幼馴染であるお香の一言からそれは始まった。

「言われてみれば・・・そうですね。」

ここひと月の間、白澤の姿を見ていない。

配達に来るのも、店番をしているのも桃太郎だ。

弟子である桃太郎にも「少し出てくる」と言い残すだけだそうだ。

しかし桃太郎曰く、誰もが寝静まったであろう真夜中に帰ってきているらしいが、朝になると既に姿が無いという。

一体、どうしたのだろうか。

何か落ち着かない。

『仕事終わった?ご飯行こうよ〜』

『今日も残業〜?ちゃんと寝なよ。
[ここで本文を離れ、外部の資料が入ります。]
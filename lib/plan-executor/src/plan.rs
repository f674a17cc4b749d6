use serde::{Deserialize, Serialize};
use std::fmt::{Display, Formatter as FmtFormatter, Result as FmtResult};

/// A query plan in the JSON form produced by federation query planners.
#[derive(Debug, Clone, Default, Serialize, Deserialize)]
#[serde(tag = "kind", rename = "QueryPlan")]
pub struct QueryPlan {
    #[serde(default, skip_serializing_if = "Option::is_none")]
    pub node: Option<Box<PlanNode>>,
}

#[derive(Debug, Clone, Serialize, Deserialize)]
#[serde(tag = "kind")]
pub enum PlanNode {
    Sequence(SequenceNode),
    Parallel(ParallelNode),
    Flatten(FlattenNode),
    Fetch(FetchNode),
}

#[derive(Debug, Clone, Serialize, Deserialize)]
pub struct SequenceNode {
    pub nodes: Vec<PlanNode>,
}

#[derive(Debug, Clone, Serialize, Deserialize)]
pub struct ParallelNode {
    pub nodes: Vec<PlanNode>,
}

#[derive(Debug, Clone, Serialize, Deserialize)]
pub struct FlattenNode {
    pub path: Vec<FlattenNodePathSegment>,
    pub node: Box<PlanNode>,
}

#[derive(Debug, Clone, Serialize, Deserialize)]
#[serde(rename_all = "camelCase")]
pub struct FetchNode {
    pub service_name: String,
    /// The operation text sent to the subgraph, verbatim.
    pub operation: String,
    #[serde(default, skip_serializing_if = "Option::is_none")]
    pub operation_name: Option<String>,
    /// Request variables this fetch needs. Anything else is never sent.
    #[serde(default, skip_serializing_if = "Option::is_none")]
    pub variable_usages: Option<Vec<String>>,
    /// Key selection used to build entity representations. Its presence makes
    /// this an entity fetch.
    #[serde(default, skip_serializing_if = "Option::is_none")]
    pub requires: Option<Vec<Selection>>,
    /// Entities whose `__typename` does not satisfy this type are left out of
    /// the representation batch.
    #[serde(default, skip_serializing_if = "Option::is_none")]
    pub type_condition: Option<String>,
}

impl FetchNode {
    pub fn is_entity_fetch(&self) -> bool {
        self.requires.is_some()
    }
}

/// Flatten paths are serialized as plain strings, `@` standing for "every
/// element of the list at this position".
#[derive(Debug, Clone, PartialEq, Eq, Serialize, Deserialize)]
#[serde(from = "String", into = "String")]
pub enum FlattenNodePathSegment {
    Field(String),
    List,
}

pub const LIST_WILDCARD: &str = "@";

impl From<String> for FlattenNodePathSegment {
    fn from(segment: String) -> Self {
        if segment == LIST_WILDCARD {
            FlattenNodePathSegment::List
        } else {
            FlattenNodePathSegment::Field(segment)
        }
    }
}

impl From<FlattenNodePathSegment> for String {
    fn from(segment: FlattenNodePathSegment) -> Self {
        match segment {
            FlattenNodePathSegment::Field(name) => name,
            FlattenNodePathSegment::List => LIST_WILDCARD.to_string(),
        }
    }
}

impl Display for FlattenNodePathSegment {
    fn fmt(&self, f: &mut FmtFormatter<'_>) -> FmtResult {
        match self {
            FlattenNodePathSegment::Field(name) => write!(f, "{}", name),
            FlattenNodePathSegment::List => write!(f, "{}", LIST_WILDCARD),
        }
    }
}

/// A selection inside `requires`.
#[derive(Debug, Clone, PartialEq, Serialize, Deserialize)]
#[serde(tag = "kind")]
pub enum Selection {
    Field(FieldSelection),
    InlineFragment(InlineFragmentSelection),
}

#[derive(Debug, Clone, PartialEq, Serialize, Deserialize)]
#[serde(rename_all = "camelCase")]
pub struct FieldSelection {
    #[serde(default, skip_serializing_if = "Option::is_none")]
    pub alias: Option<String>,
    pub name: String,
    #[serde(default, skip_serializing_if = "Option::is_none")]
    pub selections: Option<Vec<Selection>>,
}

impl FieldSelection {
    pub fn response_key(&self) -> &str {
        self.alias.as_deref().unwrap_or(&self.name)
    }
}

#[derive(Debug, Clone, PartialEq, Serialize, Deserialize)]
#[serde(rename_all = "camelCase")]
pub struct InlineFragmentSelection {
    #[serde(default, skip_serializing_if = "Option::is_none")]
    pub type_condition: Option<String>,
    pub selections: Vec<Selection>,
}

fn get_indent(depth: usize) -> String {
    "  ".repeat(depth)
}

trait PrettyDisplay {
    fn pretty_fmt(&self, f: &mut FmtFormatter<'_>, depth: usize) -> FmtResult;
}

impl Display for QueryPlan {
    fn fmt(&self, f: &mut FmtFormatter<'_>) -> FmtResult {
        self.pretty_fmt(f, 0)
    }
}

impl Display for PlanNode {
    fn fmt(&self, f: &mut FmtFormatter<'_>) -> FmtResult {
        self.pretty_fmt(f, 0)
    }
}

impl PrettyDisplay for QueryPlan {
    fn pretty_fmt(&self, f: &mut FmtFormatter<'_>, depth: usize) -> FmtResult {
        let indent = get_indent(depth);
        writeln!(f, "{indent}QueryPlan {{")?;
        if let Some(node) = &self.node {
            node.pretty_fmt(f, depth + 1)?;
        }
        writeln!(f, "{indent}}},")
    }
}

impl PrettyDisplay for PlanNode {
    fn pretty_fmt(&self, f: &mut FmtFormatter<'_>, depth: usize) -> FmtResult {
        match self {
            PlanNode::Fetch(node) => node.pretty_fmt(f, depth),
            PlanNode::Flatten(node) => node.pretty_fmt(f, depth),
            PlanNode::Sequence(SequenceNode { nodes }) | PlanNode::Parallel(ParallelNode { nodes }) => {
                let indent = get_indent(depth);
                let variant = if matches!(self, PlanNode::Parallel(_)) {
                    "Parallel"
                } else {
                    "Sequence"
                };
                writeln!(f, "{indent}{variant} {{")?;
                for node in nodes {
                    node.pretty_fmt(f, depth + 1)?;
                }
                writeln!(f, "{indent}}},")
            }
        }
    }
}

impl PrettyDisplay for FlattenNode {
    fn pretty_fmt(&self, f: &mut FmtFormatter<'_>, depth: usize) -> FmtResult {
        let indent = get_indent(depth);
        writeln!(
            f,
            "{indent}Flatten(path: \"{}\") {{",
            self.path
                .iter()
                .map(|segment| segment.to_string())
                .collect::<Vec<String>>()
                .join(".")
        )?;
        self.node.pretty_fmt(f, depth + 1)?;
        writeln!(f, "{indent}}},")
    }
}

impl PrettyDisplay for FetchNode {
    fn pretty_fmt(&self, f: &mut FmtFormatter<'_>, depth: usize) -> FmtResult {
        let indent = get_indent(depth);
        writeln!(f, "{indent}Fetch(service: \"{}\") {{", self.service_name)?;
        if let Some(requires) = &self.requires {
            writeln!(f, "{indent}  {{")?;
            for selection in requires {
                selection.pretty_fmt(f, depth + 2)?;
            }
            writeln!(f, "{indent}  }} =>")?;
        }
        writeln!(f, "{indent}  {{")?;
        for line in self.operation.lines() {
            writeln!(f, "{indent}    {line}")?;
        }
        writeln!(f, "{indent}  }}")?;
        writeln!(f, "{indent}}},")
    }
}

impl PrettyDisplay for Selection {
    fn pretty_fmt(&self, f: &mut FmtFormatter<'_>, depth: usize) -> FmtResult {
        let indent = get_indent(depth);
        let (head, selections) = match self {
            Selection::Field(field) => {
                let head = match &field.alias {
                    Some(alias) => format!("{alias}: {}", field.name),
                    None => field.name.clone(),
                };
                (head, field.selections.as_deref())
            }
            Selection::InlineFragment(fragment) => {
                let head = match &fragment.type_condition {
                    Some(type_condition) => format!("... on {type_condition}"),
                    None => "...".to_string(),
                };
                (head, Some(fragment.selections.as_slice()))
            }
        };
        match selections {
            Some(selections) if !selections.is_empty() => {
                writeln!(f, "{indent}{head} {{")?;
                for selection in selections {
                    selection.pretty_fmt(f, depth + 1)?;
                }
                writeln!(f, "{indent}}}")
            }
            _ => writeln!(f, "{indent}{head}"),
        }
    }
}

#[cfg(test)]
mod tests {
    use super::*;
    use serde_json::json;

    fn entity_plan() -> serde_json::Value {
        json!({
            "kind": "QueryPlan",
            "node": {
                "kind": "Sequence",
                "nodes": [
                    {
                        "kind": "Fetch",
                        "serviceName": "reviews",
                        "operation": "{topReviews{author{__typename id}}}"
                    },
                    {
                        "kind": "Flatten",
                        "path": ["topReviews", "@", "author"],
                        "node": {
                            "kind": "Fetch",
                            "serviceName": "accounts",
                            "operation": "query($representations:[_Any!]!){_entities(representations:$representations){...on User{name}}}",
                            "variableUsages": ["locale"],
                            "requires": [
                                {
                                    "kind": "InlineFragment",
                                    "typeCondition": "User",
                                    "selections": [
                                        { "kind": "Field", "name": "__typename" },
                                        { "kind": "Field", "name": "id" }
                                    ]
                                }
                            ]
                        }
                    }
                ]
            }
        })
    }

    #[test]
    fn deserializes_apollo_style_plan() {
        let plan: QueryPlan = serde_json::from_value(entity_plan()).unwrap();
        let Some(node) = plan.node else {
            panic!("expected a root node");
        };
        let PlanNode::Sequence(sequence) = *node else {
            panic!("expected a sequence");
        };
        assert_eq!(sequence.nodes.len(), 2);
        let PlanNode::Flatten(flatten) = &sequence.nodes[1] else {
            panic!("expected a flatten node");
        };
        assert_eq!(
            flatten.path,
            vec![
                FlattenNodePathSegment::Field("topReviews".into()),
                FlattenNodePathSegment::List,
                FlattenNodePathSegment::Field("author".into()),
            ]
        );
        let PlanNode::Fetch(fetch) = flatten.node.as_ref() else {
            panic!("expected a fetch node");
        };
        assert!(fetch.is_entity_fetch());
        assert_eq!(fetch.variable_usages, Some(vec!["locale".to_string()]));
    }

    #[test]
    fn serializes_back_to_the_same_shape() {
        let plan: QueryPlan = serde_json::from_value(entity_plan()).unwrap();
        assert_eq!(serde_json::to_value(&plan).unwrap(), entity_plan());
    }

    #[test]
    fn empty_plan() {
        let plan: QueryPlan = serde_json::from_value(json!({ "kind": "QueryPlan" })).unwrap();
        assert!(plan.node.is_none());
        assert_eq!(plan.to_string(), "QueryPlan {\n},\n");
    }

    #[test]
    fn pretty_prints_plan() {
        let plan: QueryPlan = serde_json::from_value(entity_plan()).unwrap();
        insta::assert_snapshot!(plan.to_string(), @r#"
        QueryPlan {
          Sequence {
            Fetch(service: "reviews") {
              {
                {topReviews{author{__typename id}}}
              }
            },
            Flatten(path: "topReviews.@.author") {
              Fetch(service: "accounts") {
                {
                  ... on User {
                    __typename
                    id
                  }
                } =>
                {
                  query($representations:[_Any!]!){_entities(representations:$representations){...on User{name}}}
                }
              },
            },
          },
        },
        "#);
    }
}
』

『明日も会いに来ていい?』

こんな調子で、お互いの想いを通わせてからは毎日しつこい程会いに来ていたというのに。

この一か月間は、それが一度もない。

彼が私のもとを訪ねてくるのが当たり前になってしまって、それがぱったりなくなると調子が狂うのだ。

自分で言うのもおかしいが。

毎晩戻って来てるということは、体調が悪いわけではなさそうだ。

では、何故・・・

天界で何かあったのだろうか?

それとも、白澤自身に何かが・・・?

「あの、鬼灯様・・・」

一人で頭を悩ませていると、お香が控えめに声を掛けてきた。

「・・・ああ、すみません。何でしょう?」

「白澤様ならきっと大丈夫ですわ。ですから、そんな難しいお顔をなさらないで。」

私と彼の仲を知っている数少ない者の一人である彼女は、私の心中を察したのか労わる言葉を掛けてくれた。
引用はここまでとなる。